Volatile, illiquid, manipulated. No criticism of Bitcoin appears to be complete without touching these recurring topics. On this basis, various proposals for a Bitcoin ETF have been rejected by the US regulators for years. Is the criticism worth it?
Although events in the oil market last month weren't designed to defend Bitcoin at the first sign of an attack, it brought cognitive dissonance to a level that was too great to bear.
In many ways, the Bitcoin market is now more robust than the listed oil market.
Bitcoin's much mocked volatility is now fading compared to that of oil. Daily movements of more than 25% are rare – even in crypto. I count seven of them in April on the NYMEX WTI front contract, one of the two global benchmarks for oil.
What about manipulation? Uninformed investors are cannon fodder for the oil market, an opaque one that's exposed to global realpolitik and backroom deals, while the Bitcoin spot price is available to everyone on countless free platforms at the push of a button. There is no CEO of Bitcoin Inc. who has the power to move the market by 10% with a mere tweet.
Despite the dubious record of oil as an asset class, any retail investor can access this market by buying an oil ETF through their brokerage account – one that is likely to open in days, if not hours, to newcomers like Robinhood.
An investor in USO, the most popular fund of this kind, could track oil prices relatively well in a good year. In April 2020 alone, USO lost more than 40%, while oil closed around 10% according to various benchmarks. The reason is simple: USO has no oil, but buys the WTI futures contracts listed on NYMEX. The difficult imbalance between overproduction and storage capacity at this time of the pandemic means that USO's strategy of continuously buying and extending the first month's future is guaranteed to lose 30% per month, as did the dramatic expiry of the May contract on May 20 was the caseth April, although the NYMEX price remained largely unchanged even in the reporting period. At the time of writing, the same strategy still loses a few percent a month.

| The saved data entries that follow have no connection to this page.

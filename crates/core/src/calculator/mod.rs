//! Keypad calculator for treasurers tallying contributions.
//!
//! Mirrors a pocket calculator: operators chain left to right, there is no
//! precedence, and every value is a `Decimal`.

mod keypad;
mod operator;

pub use keypad::Calculator;
pub use operator::Operator;
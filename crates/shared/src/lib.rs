//! Shared types, errors, and configuration for Chama.
//!
//! This crate provides common types used across all other crates:
//! - Money types with decimal precision
//! - Typed IDs for type-safe entity references
//! - Pagination types for list views
//! - Application-wide error types
//! - Configuration management

pub mod config;
pub mod error;
pub mod types;

pub use config::AppConfig;
pub use error::{AppError, AppResult};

Robinhood provides insightful data. On 21st In April, USO was the top-selling stock among the broker's 10 million users. The size of the fund more than doubled this month. Such massive inflows of uninformed retailers forced USO, already a massive market participant, to buy even more futures, which corresponds to a third of the open positions. Consider the irony: The SEC argued that "having concentrated holdings of an asset poses a significant risk of manipulation" when it rejected one of the Bitcoin ETF proposals last October (https://www.sec.gov/rules/sro/nysearca/2019/34-87267.pdf). In addition, the purchase was undone so that the ETF closed with a 36% premium on the value that its holdings implied on that fateful day. As a result, if you held USO from the close on the 21stst From April to the end of the month, despite double-digit profits in the NYMEX future, you yourself lost another 15% of your investment (and who did the other side of this shift? Professional traders). Concerns regarding the calculation of the net asset value were also addressed in the SEC's decision.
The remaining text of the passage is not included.